Son héritage, le président de la République a pris soin ensuite de le préciser. « ­Toussaint ­Louverture avait compris que la seule insoumission était vaine. Voilà pourquoi, contre les autres chefs de la révolte des esclaves, il prit le parti de la révolution. Oui, la révolution et non l’insurrection, la liberté plutôt que la destruction, l’ordre au-dessus du chaos. » Rallié un temps au royaume d’Espagne, ­Toussaint ­Louverture a rejoint le camp français dès l’abolition proclamée. Nommé général de Saint-Domingue en 1801, il élabore une Constitution pour affirmer l’autonomie de l’île et s’autoproclame gouverneur à vie. Dans le code de l’agriculture, les travailleurs sont libres mais demeurent attachés à la plantation et obligés de produire.

Évoquant les combats qu’il mena pour libérer l’île des forces étrangères, « fidèle à ses convictions jusqu’à la tragédie », ­Emmanuel ­Macron a vanté sa résistance quand ­Napoléon ­Bonaparte, pour rétablir l’esclavage, «dépêcha 40 000 de ses meilleurs hommes» en 1802. Un combattant « assiégé, bombardé, affamé » et qui chantait encore La Marseillaise face aux troupes venues rétablir l’ordre ancien. Arrêté puis déporté au fort de Joux sur ordre de ­Bonaparte, il lui fut retiré jusqu’à son nom, « ­Louverture », gagné par sa capacité à créer des brèches dans les lignes ennemies.

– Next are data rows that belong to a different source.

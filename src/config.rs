use std::path::{Path, PathBuf};

use eyre::Result;
use log::debug;
use serde::{Deserialize, Serialize};

use crate::search::DEFAULT_SEARCH_ENDPOINT;
use crate::youtube::DEFAULT_INNERTUBE_BASE;

pub const API_KEY_ENV: &str = "YOUTUBE_API_KEY";

#[derive(Debug, Default, Deserialize, Serialize)]
#[serde(default)]
pub struct Config {
    pub api_key: Option<String>,
    pub search_endpoint: Option<String>,
    pub innertube_base: Option<String>,
}

impl Config {
    /// Load config from ~/.config/ytmcp/config.toml if it exists
    pub fn load() -> Result<Self> {
        Self::load_from(&config_path())
    }

    pub fn load_from(path: &Path) -> Result<Self> {
        if path.exists() {
            debug!("Loading config from {}", path.display());
            let content = std::fs::read_to_string(path)?;
            let config: Config = toml::from_str(&content)?;
            Ok(config)
        } else {
            debug!("No config file found at {}", path.display());
            Ok(Config::default())
        }
    }

    /// The search credential: environment first, then the config file. Blank values count as unset.
    pub fn api_key(&self) -> Option<String> {
        resolve_api_key(std::env::var(API_KEY_ENV).ok(), self.api_key.clone())
    }

    pub fn search_endpoint(&self) -> &str {
        self.search_endpoint.as_deref().unwrap_or(DEFAULT_SEARCH_ENDPOINT)
    }

    pub fn innertube_base(&self) -> &str {
        self.innertube_base
            .as_deref()
            .map(|base| base.trim_end_matches('/'))
            .unwrap_or(DEFAULT_INNERTUBE_BASE)
    }
}

fn resolve_api_key(from_env: Option<String>, from_file: Option<String>) -> Option<String> {
    [from_env, from_file]
        .into_iter()
        .flatten()
        .map(|key| key.trim().to_string())
        .find(|key| !key.is_empty())
}

pub fn config_path() -> PathBuf {
    dirs::config_dir()
        .unwrap_or_else(|| PathBuf::from(".config"))
        .join("ytmcp")
        .join("config.toml")
}
//! Document model: board elements, their properties, and the in-memory store.
//!
//! This module defines what is on the board (`Element`, `ElementContent`), a
//! sparse-update type for incremental edits (`PartialElement`), the presence
//! list (`User`), and the runtime store that owns every live element together
//! with the viewport (`DocStore`).
//!
//! The store performs no positional validation: the engine clamps positions
//! and sizes before it writes. Readers never see the store directly; they get
//! an immutable `DocSnapshot` taken after a write, so the editor and the
//! viewer always render the same revision.

#[cfg(test)]
#[path = "doc_test.rs"]
mod doc_test;

use std::collections::HashMap;

use serde::{Deserialize, Serialize};
use uuid::Uuid;

use crate::camera::Viewport;
use crate::media::{LiveSource, StreamHandle};

/// Unique identifier for a board element.
pub type ElementId = Uuid;

/// Chroma-key colour to knock out.
#[derive(Debug, Clone, Copy, PartialEq, Eq, Serialize, Deserialize)]
#[serde(rename_all = "lowercase")]
pub enum KeyColor {
    Green,
    Blue,
}

/// Chroma-key settings carried on an element. Stored and round-tripped only.
#[derive(Debug, Clone, Copy, PartialEq, Serialize, Deserialize)]
pub struct ChromaKey {
    pub enabled: bool,
    pub color: KeyColor,
    pub sensitivity: f64,
}

/// What an element displays.
#[derive(Debug, Clone, PartialEq, Eq, Serialize, Deserialize)]
#[serde(tag = "kind", rename_all = "snake_case")]
pub enum ElementContent {
    /// A static image referenced by URL (typically a `data:` URL).
    Image { url: String },
    /// A live capture. The stream handle itself is owned by the store.
    Live { source: LiveSource, track_ids: Vec<String> },
}

/// Flat element kind for callers that do not need the payload.
#[derive(Debug, Clone, Copy, PartialEq, Eq, Serialize, Deserialize)]
#[serde(rename_all = "lowercase")]
pub enum ElementKind {
    Image,
    Webcam,
    Screen,
}

impl ElementContent {
    #[must_use]
    pub fn kind(&self) -> ElementKind {
        match self {
            Self::Image { .. } => ElementKind::Image,
            Self::Live { source: LiveSource::Webcam, .. } => ElementKind::Webcam,
            Self::Live { source: LiveSource::Screen, .. } => ElementKind::Screen,
        }
    }
}

/// A positioned, sized, z-ordered media tile.
#[derive(Debug, Clone, PartialEq, Serialize, Deserialize)]
pub struct Element {
    /// Unique identifier for this element.
    pub id: ElementId,
    /// Image or live capture payload.
    pub content: ElementContent,
    /// Left edge in workspace coordinates.
    pub x: f64,
    /// Top edge in workspace coordinates.
    pub y: f64,
    /// Width in workspace pixels.
    pub width: f64,
    /// Height in workspace pixels.
    pub height: f64,
    /// Stacking order; lower values are drawn beneath higher values.
    pub z_index: i64,
    /// Chroma-key settings, if any.
    #[serde(default, skip_serializing_if = "Option::is_none")]
    pub chroma_key: Option<ChromaKey>,
}

impl Element {
    #[must_use]
    pub fn kind(&self) -> ElementKind {
        self.content.kind()
    }

    /// Whether `(x, y)` in workspace coordinates lies inside the element.
    #[must_use]
    pub fn contains(&self, x: f64, y: f64) -> bool {
        x >= self.x && x <= self.x + self.width && y >= self.y && y <= self.y + self.height
    }
}

/// Element fields supplied by the caller on insert; the store assigns the id.
#[derive(Debug, Clone)]
pub struct NewElement {
    pub content: ElementContent,
    pub x: f64,
    pub y: f64,
    pub width: f64,
    pub height: f64,
    pub z_index: i64,
}

/// Sparse update for an element. Only present fields are applied.
#[derive(Debug, Clone, Default, PartialEq, Serialize, Deserialize)]
pub struct PartialElement {
    #[serde(skip_serializing_if = "Option::is_none")]
    pub x: Option<f64>,
    #[serde(skip_serializing_if = "Option::is_none")]
    pub y: Option<f64>,
    #[serde(skip_serializing_if = "Option::is_none")]
    pub width: Option<f64>,
    #[serde(skip_serializing_if = "Option::is_none")]
    pub height: Option<f64>,
    #[serde(skip_serializing_if = "Option::is_none")]
    pub z_index: Option<i64>,
    #[serde(skip_serializing_if = "Option::is_none")]
    pub chroma_key: Option<ChromaKey>,
}

/// A participant in the room. Nothing populates this list yet.
#[derive(Debug, Clone, PartialEq, Eq, Serialize, Deserialize)]
pub struct User {
    pub id: Uuid,
    pub nickname: String,
    pub is_active: bool,
    /// Unix milliseconds of the last activity.
    pub last_seen_ms: i64,
}

/// Immutable copy of the store taken after a write.
#[derive(Debug, Clone, PartialEq, Serialize, Deserialize)]
pub struct DocSnapshot {
    pub revision: u64,
    /// Elements in insertion order.
    pub elements: Vec<Element>,
    pub viewport: Viewport,
    pub users: Vec<User>,
}

/// In-memory store of board elements, viewport and presence.
pub struct DocStore {
    elements: HashMap<ElementId, Element>,
    /// Insertion order of live element ids.
    order: Vec<ElementId>,
    /// Stream handles owned by live elements.
    streams: HashMap<ElementId, StreamHandle>,
    users: Vec<User>,
    /// Current zoom and pan.
    pub viewport: Viewport,
    revision: u64,
}

impl DocStore {
    /// Create an empty store with a default viewport.
    #[must_use]
    pub fn new() -> Self {
        Self {
            elements: HashMap::new(),
            order: Vec::new(),
            streams: HashMap::new(),
            users: Vec::new(),
            viewport: Viewport::default(),
            revision: 0,
        }
    }

    /// Insert a new element under a fresh id and append it to the order.
    pub fn insert(&mut self, new: NewElement) -> ElementId {
        let id = Uuid::new_v4();
        let element = Element {
            id,
            content: new.content,
            x: new.x,
            y: new.y,
            width: new.width,
            height: new.height,
            z_index: new.z_index,
            chroma_key: None,
        };
        self.elements.insert(id, element);
        self.order.push(id);
        self.touch();
        id
    }

    /// Insert a live element that takes ownership of `stream`.
    pub fn insert_with_stream(&mut self, new: NewElement, stream: StreamHandle) -> ElementId {
        let id = self.insert(new);
        self.streams.insert(id, stream);
        id
    }

    /// Remove an element by id, releasing its stream if it owns one.
    pub fn remove(&mut self, id: &ElementId) -> Option<Element> {
        let removed = self.elements.remove(id)?;
        self.order.retain(|eid| eid != id);
        if let Some(mut stream) = self.streams.remove(id) {
            stream.release();
        }
        self.touch();
        Some(removed)
    }

    /// Return a reference to an element by id.
    #[must_use]
    pub fn get(&self, id: &ElementId) -> Option<&Element> {
        self.elements.get(id)
    }

    /// The stream owned by an element, if any.
    #[must_use]
    pub fn stream(&self, id: &ElementId) -> Option<&StreamHandle> {
        self.streams.get(id)
    }

    /// Apply a partial update to an existing element. Returns false if the element doesn't exist.
    pub fn apply_partial(&mut self, id: &ElementId, partial: &PartialElement) -> bool {
        let Some(el) = self.elements.get_mut(id) else {
            return false;
        };
        if let Some(x) = partial.x {
            el.x = x;
        }
        if let Some(y) = partial.y {
            el.y = y;
        }
        if let Some(w) = partial.width {
            el.width = w;
        }
        if let Some(h) = partial.height {
            el.height = h;
        }
        if let Some(z) = partial.z_index {
            el.z_index = z;
        }
        if let Some(chroma) = partial.chroma_key {
            el.chroma_key = Some(chroma);
        }
        self.touch();
        true
    }

    /// Elements in insertion order.
    #[must_use]
    pub fn elements(&self) -> Vec<&Element> {
        self.order.iter().filter_map(|id| self.elements.get(id)).collect()
    }

    /// Elements sorted by `(z_index, insertion order)`: paint order, bottom first.
    #[must_use]
    pub fn sorted_elements(&self) -> Vec<&Element> {
        let mut els = self.elements();
        // stable sort keeps insertion order on ties
        els.sort_by_key(|e| e.z_index);
        els
    }

    /// Z-order for the next inserted element.
    #[must_use]
    pub fn next_z_index(&self) -> i64 {
        i64::try_from(self.elements.len()).map_or(i64::MAX, |n| n + 1)
    }

    /// Replace the presence list.
    pub fn update_users(&mut self, users: Vec<User>) {
        self.users = users;
        self.touch();
    }

    #[must_use]
    pub fn users(&self) -> &[User] {
        &self.users
    }

    /// Number of elements currently in the store.
    #[must_use]
    pub fn len(&self) -> usize {
        self.elements.len()
    }

    /// Returns `true` if the store contains no elements.
    #[must_use]
    pub fn is_empty(&self) -> bool {
        self.elements.is_empty()
    }

    /// Monotonic write counter.
    #[must_use]
    pub fn revision(&self) -> u64 {
        self.revision
    }

    /// Mark the store as changed. Viewport writes go through here too.
    pub fn touch(&mut self) {
        self.revision += 1;
    }

    /// Copy the current state for readers.
    #[must_use]
    pub fn snapshot(&self) -> DocSnapshot {
        DocSnapshot {
            revision: self.revision,
            elements: self.elements().into_iter().cloned().collect(),
            viewport: self.viewport,
            users: self.users.clone(),
        }
    }
}

impl Default for DocStore {
    fn default() -> Self {
        Self::new()
    }
}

La leçon de ce « héros » qui entendait bâtir une « République universelle », c’est d’avoir préféré la concorde à la vengeance, a encore martelé le président de la République. Citant Talleyrand comparant les hommes à des statues qu’il fallait voir en place, il a conclu, dans une allusion aux dégradations récentes de sculptures en lien avec l’histoire de la colonisation : « Ainsi, ­Toussaint ­Louverture s’est imposé dans nos mémoires collectives et cette statue-là est indéboulonnable. » Inspirateur des luttes américaines, précurseur de la nation haïtienne – qui déclare son indépendance le 1er janvier 1804 –, il a montré au monde l’irrépressible aspiration des peuples à devenir « une nation libre et indépendante ». Sur la Route des abolitions qui relie des sites ayant un lien fort avec l’histoire de l’esclavage en France, ­Emmanuel ­Macron a voulu, pour finir, dessiner le chemin parcouru pour la reconnaissance de cette figure républicaine et des victimes de l’esclavage, auxquelles un mémorial, en chantier depuis des années, devrait rendre hommage. « Notre route n’est pas terminée », a-t-il ajouté, avant de citer la devise de ­Toussaint ­Louverture, « Doucement, aller loin », et de terminer son discours par cette adresse, sans doute inspirée par le climat politique actuel : « Prendre le temps de l’éducation et du dialogue, de la concorde et du respect mais viser haut. Ce mot, faisons-le nôtre. »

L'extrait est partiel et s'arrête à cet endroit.